◆ **Your instructions**
Search the material for the word "BaseFont" and copy each line that holds it.

◆ **Material shown**
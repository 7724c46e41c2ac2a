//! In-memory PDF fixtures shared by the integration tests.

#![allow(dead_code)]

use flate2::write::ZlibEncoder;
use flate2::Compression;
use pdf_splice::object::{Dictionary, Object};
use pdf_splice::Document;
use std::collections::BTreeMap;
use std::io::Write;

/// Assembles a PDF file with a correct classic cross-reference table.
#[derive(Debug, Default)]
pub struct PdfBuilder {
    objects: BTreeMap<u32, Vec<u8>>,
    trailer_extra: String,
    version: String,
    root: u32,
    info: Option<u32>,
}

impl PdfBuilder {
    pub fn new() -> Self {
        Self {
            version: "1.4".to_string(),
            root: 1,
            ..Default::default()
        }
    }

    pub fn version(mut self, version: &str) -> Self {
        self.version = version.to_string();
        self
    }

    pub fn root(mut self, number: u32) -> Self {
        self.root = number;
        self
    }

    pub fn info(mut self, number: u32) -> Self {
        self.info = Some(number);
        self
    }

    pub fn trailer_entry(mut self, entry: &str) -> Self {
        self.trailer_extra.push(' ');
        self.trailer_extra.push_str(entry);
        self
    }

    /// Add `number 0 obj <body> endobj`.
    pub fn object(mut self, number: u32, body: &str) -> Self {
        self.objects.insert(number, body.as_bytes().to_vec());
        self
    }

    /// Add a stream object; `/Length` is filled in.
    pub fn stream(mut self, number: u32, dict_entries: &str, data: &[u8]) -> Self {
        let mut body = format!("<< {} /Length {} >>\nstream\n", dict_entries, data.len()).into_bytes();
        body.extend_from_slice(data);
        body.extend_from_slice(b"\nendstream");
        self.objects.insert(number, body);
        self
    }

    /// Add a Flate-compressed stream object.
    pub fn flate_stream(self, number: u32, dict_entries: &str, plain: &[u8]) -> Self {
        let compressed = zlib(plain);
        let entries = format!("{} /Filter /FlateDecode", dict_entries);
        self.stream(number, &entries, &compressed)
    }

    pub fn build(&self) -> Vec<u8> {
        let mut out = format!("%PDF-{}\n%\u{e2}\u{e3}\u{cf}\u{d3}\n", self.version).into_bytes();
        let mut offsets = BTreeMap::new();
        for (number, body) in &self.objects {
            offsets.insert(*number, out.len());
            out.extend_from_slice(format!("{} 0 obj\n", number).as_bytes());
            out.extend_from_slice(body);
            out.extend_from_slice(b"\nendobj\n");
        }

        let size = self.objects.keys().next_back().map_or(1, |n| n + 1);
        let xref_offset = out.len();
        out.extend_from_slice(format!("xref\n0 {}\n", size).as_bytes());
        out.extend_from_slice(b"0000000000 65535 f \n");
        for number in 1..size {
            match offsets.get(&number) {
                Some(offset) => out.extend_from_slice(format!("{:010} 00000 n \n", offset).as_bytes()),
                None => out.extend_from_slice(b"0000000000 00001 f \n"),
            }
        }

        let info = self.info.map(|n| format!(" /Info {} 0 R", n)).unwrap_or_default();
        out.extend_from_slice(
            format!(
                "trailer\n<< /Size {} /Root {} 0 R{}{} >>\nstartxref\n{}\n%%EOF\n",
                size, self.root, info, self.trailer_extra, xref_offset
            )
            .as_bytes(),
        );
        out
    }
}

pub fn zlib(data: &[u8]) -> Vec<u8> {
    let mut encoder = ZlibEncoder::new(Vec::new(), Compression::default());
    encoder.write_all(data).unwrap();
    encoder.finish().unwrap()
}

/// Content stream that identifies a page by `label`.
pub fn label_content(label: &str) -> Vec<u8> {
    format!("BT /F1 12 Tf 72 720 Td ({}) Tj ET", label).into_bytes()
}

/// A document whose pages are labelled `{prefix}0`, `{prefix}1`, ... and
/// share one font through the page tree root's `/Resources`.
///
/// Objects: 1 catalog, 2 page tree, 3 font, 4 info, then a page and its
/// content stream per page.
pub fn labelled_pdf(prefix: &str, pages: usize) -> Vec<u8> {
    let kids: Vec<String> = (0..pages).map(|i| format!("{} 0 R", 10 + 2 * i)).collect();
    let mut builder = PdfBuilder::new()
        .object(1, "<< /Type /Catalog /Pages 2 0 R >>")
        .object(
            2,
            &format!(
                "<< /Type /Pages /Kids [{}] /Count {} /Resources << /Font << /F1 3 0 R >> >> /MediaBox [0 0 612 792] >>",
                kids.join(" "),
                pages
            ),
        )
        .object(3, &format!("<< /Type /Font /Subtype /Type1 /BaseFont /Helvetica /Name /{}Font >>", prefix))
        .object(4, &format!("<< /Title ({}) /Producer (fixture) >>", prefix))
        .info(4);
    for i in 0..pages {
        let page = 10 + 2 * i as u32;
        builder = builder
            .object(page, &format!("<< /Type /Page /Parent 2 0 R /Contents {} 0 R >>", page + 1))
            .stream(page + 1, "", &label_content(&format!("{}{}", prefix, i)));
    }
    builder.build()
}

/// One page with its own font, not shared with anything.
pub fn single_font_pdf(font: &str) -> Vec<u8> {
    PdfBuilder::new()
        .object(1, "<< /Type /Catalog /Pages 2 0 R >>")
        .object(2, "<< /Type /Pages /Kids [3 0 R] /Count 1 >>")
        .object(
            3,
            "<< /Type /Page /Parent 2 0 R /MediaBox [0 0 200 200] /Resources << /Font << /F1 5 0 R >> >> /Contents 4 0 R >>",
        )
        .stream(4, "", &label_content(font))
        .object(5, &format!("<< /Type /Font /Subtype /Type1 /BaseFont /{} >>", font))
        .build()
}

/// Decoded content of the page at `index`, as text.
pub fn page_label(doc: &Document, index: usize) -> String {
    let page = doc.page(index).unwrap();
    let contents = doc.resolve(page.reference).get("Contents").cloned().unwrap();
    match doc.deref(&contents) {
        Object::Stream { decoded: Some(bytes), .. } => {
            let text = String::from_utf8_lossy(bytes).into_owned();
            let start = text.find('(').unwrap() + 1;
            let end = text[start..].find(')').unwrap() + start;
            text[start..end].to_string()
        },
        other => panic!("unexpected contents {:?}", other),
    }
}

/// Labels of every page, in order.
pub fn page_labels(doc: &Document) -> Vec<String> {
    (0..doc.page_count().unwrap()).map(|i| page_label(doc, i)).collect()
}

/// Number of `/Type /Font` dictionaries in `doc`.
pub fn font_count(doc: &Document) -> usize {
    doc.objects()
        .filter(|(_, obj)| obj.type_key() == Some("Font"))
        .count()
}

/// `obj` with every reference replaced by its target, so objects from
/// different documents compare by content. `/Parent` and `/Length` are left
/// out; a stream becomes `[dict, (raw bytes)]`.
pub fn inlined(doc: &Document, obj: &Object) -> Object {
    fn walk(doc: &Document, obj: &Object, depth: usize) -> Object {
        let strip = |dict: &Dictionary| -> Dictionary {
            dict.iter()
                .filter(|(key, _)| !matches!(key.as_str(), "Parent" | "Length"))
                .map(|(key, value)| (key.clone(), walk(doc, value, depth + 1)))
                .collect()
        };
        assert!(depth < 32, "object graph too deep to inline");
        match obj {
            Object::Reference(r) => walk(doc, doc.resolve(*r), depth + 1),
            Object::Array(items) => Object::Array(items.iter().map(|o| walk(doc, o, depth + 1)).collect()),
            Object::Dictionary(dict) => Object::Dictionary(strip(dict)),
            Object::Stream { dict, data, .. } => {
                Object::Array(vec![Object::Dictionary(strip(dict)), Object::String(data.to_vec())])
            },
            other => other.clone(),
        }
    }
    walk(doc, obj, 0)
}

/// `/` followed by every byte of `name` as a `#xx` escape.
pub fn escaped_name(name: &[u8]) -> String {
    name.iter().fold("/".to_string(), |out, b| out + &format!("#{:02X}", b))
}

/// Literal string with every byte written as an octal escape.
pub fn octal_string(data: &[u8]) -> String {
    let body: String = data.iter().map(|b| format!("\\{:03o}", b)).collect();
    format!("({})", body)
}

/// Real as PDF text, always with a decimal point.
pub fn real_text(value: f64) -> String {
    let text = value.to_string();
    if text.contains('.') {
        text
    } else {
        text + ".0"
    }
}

◆ **Result**
        .object(3, &format!("<< /Type /Font /Subtype /Type1 /BaseFont /Helvetica /Name /{}Font >>", prefix))
        .object(5, &format!("<< /Type /Font /Subtype /Type1 /BaseFont /{} >>", font))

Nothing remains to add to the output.